How to complete this task
Could you set down all of the data again, exactly as it stands?

:: Data ::

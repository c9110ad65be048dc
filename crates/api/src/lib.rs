//! Gravekeeper API server library.
//!
//! Exposes the building blocks (config, state, error handling, routes) so
//! integration tests and the binary entrypoint can both access them.

pub mod auth;
pub mod config;
pub mod error;
pub mod handlers;
pub mod middleware;
pub mod response;
pub mod router;
pub mod routes;
pub mod state;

:::

Response area
repository c9110ad65be048dc
filename crates/api/src/lib.rs
//! Gravekeeper API server library.
//!
//! Exposes the building blocks (config, state, error handling, routes) so
//! integration tests and the binary entrypoint can both access them.

pub mod auth;
pub mod config;
pub mod error;
pub mod handlers;
pub mod middleware;
pub mod response;
pub mod router;
pub mod routes;
pub mod state;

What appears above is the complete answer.